Nano-LC based proteomic approach identifies that E6AP interacts with ENO1 and targets it for degradation in breast cancer cells

Abstract

E6AP (E6 associated protein) is a HECT domain containing protein having dual E3 ligase and ERα coactivation activity in breast cancer cells. Although E6AP is known to possess antitumorigenic activity, the underlying molecular mechanism is poorly understood. In the present study, we applied nano-LC based proteomics approach to identify E6AP-interacting proteins where we performed GST-pull down using GST-E6AP from whole cell extracts of MCF7 cells, resolved the differentially interacting proteins on 1D-SDS-PAGE, excised the gel bands that were trypsin digested followed by fractionation and spotting on MALDI-TOF/TOF plate through Nano-LC MALDI spotter.

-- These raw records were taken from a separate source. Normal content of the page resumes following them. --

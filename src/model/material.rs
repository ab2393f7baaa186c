use std::fmt;

use super::element::Element;

/// A nuclide, or a whole element in natural abundance when `mass_number`
/// is `None`.
#[derive(Debug, Clone, Copy, PartialEq, Eq, Hash, PartialOrd, Ord)]
pub struct Nuclide {
    pub element: Element,
    pub mass_number: Option<u16>,
    pub metastable: u8,
}

impl Nuclide {
    pub fn is_natural(&self) -> bool {
        self.mass_number.is_none()
    }
}

/// Target naming: `H1`, `U235`, `Am242_m1`, or the bare symbol for natural
/// elements.
impl fmt::Display for Nuclide {
    fn fmt(&self, f: &mut fmt::Formatter<'_>) -> fmt::Result {
        write!(f, "{}", self.element)?;
        if let Some(a) = self.mass_number {
            write!(f, "{}", a)?;
        }
        if self.metastable > 0 {
            write!(f, "_m{}", self.metastable)?;
        }
        Ok(())
    }
}

/// How composition fractions are to be read.
#[derive(Debug, Clone, Copy, PartialEq, Eq, Hash)]
pub enum FractionBasis {
    /// Atom fractions.
    Atom,
    /// Weight fractions.
    Weight,
}

impl FractionBasis {
    pub fn as_str(&self) -> &'static str {
        match self {
            FractionBasis::Atom => "ao",
            FractionBasis::Weight => "wo",
        }
    }
}

/// Overall material density.
#[derive(Debug, Clone, Copy, PartialEq)]
pub enum Density {
    /// Atoms per barn-centimetre.
    AtomPerBarnCm(f64),
    /// Grams per cubic centimetre.
    GramPerCm3(f64),
}

impl Density {
    /// Reads a signed MCNP cell density: positive values are atom
    /// densities, negative values mass densities.
    pub fn from_signed(value: f64) -> Self {
        if value > 0.0 {
            Density::AtomPerBarnCm(value)
        } else {
            Density::GramPerCm3(value.abs())
        }
    }

    pub fn units(&self) -> &'static str {
        match self {
            Density::AtomPerBarnCm(_) => "atom/b-cm",
            Density::GramPerCm3(_) => "g/cm3",
        }
    }

    pub fn value(&self) -> f64 {
        match self {
            Density::AtomPerBarnCm(v) | Density::GramPerCm3(v) => *v,
        }
    }
}

/// One normalised entry of a material composition.
#[derive(Debug, Clone, PartialEq)]
pub struct Component {
    pub nuclide: Nuclide,
    pub fraction: f64,
}

/// Normalised composition shared by every density instance of one MCNP
/// material.
#[derive(Debug, Clone, PartialEq)]
pub struct Composition {
    pub basis: FractionBasis,
    pub components: Vec<Component>,
    pub thermal: Vec<String>,
}

impl Composition {
    pub fn total_fraction(&self) -> f64 {
        self.components.iter().map(|c| c.fraction).sum()
    }
}

/// A material of the assembled model.
#[derive(Debug, Clone, PartialEq)]
pub struct Material {
    pub id: u32,
    pub name: String,
    pub density: Density,
    pub composition: Composition,
}

#[cfg(test)]
mod tests {
    use super::*;

    fn element(z: u32) -> Element {
        Element::from_atomic_number(z).unwrap()
    }

    #[test]
    fn nuclide_names_follow_target_convention() {
        let h1 = Nuclide {
            element: element(1),
            mass_number: Some(1),
            metastable: 0,
        };
        assert_eq!(h1.to_string(), "H1");
        let am = Nuclide {
            element: element(95),
            mass_number: Some(242),
            metastable: 1,
        };
        assert_eq!(am.to_string(), "Am242_m1");
        let fe = Nuclide {
            element: element(26),
            mass_number: None,
            metastable: 0,
        };
        assert_eq!(fe.to_string(), "Fe");
        assert!(fe.is_natural());
    }

    #[test]
    fn density_sign_selects_units() {
        let atom = Density::from_signed(0.1);
        assert_eq!(atom.units(), "atom/b-cm");
        assert_eq!(atom.value(), 0.1);
        let mass = Density::from_signed(-7.8);
        assert_eq!(mass.units(), "g/cm3");
        assert_eq!(mass.value(), 7.8);
    }
}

Subsequently, fractionated and spotted peptides were identified using MALDI-TOF/TOF. We identified several E6AP interacting proteins including previously reported such as HSP70 and new ones such as Enolase-1. We further confirmed that E6AP and Enolase1 interacted and colocalized more in the cytoplasmic periphery in breast cancer cells and further demonstrated that E6AP also targeted ENO1 for ubiquitin-mediated degradation in these cells.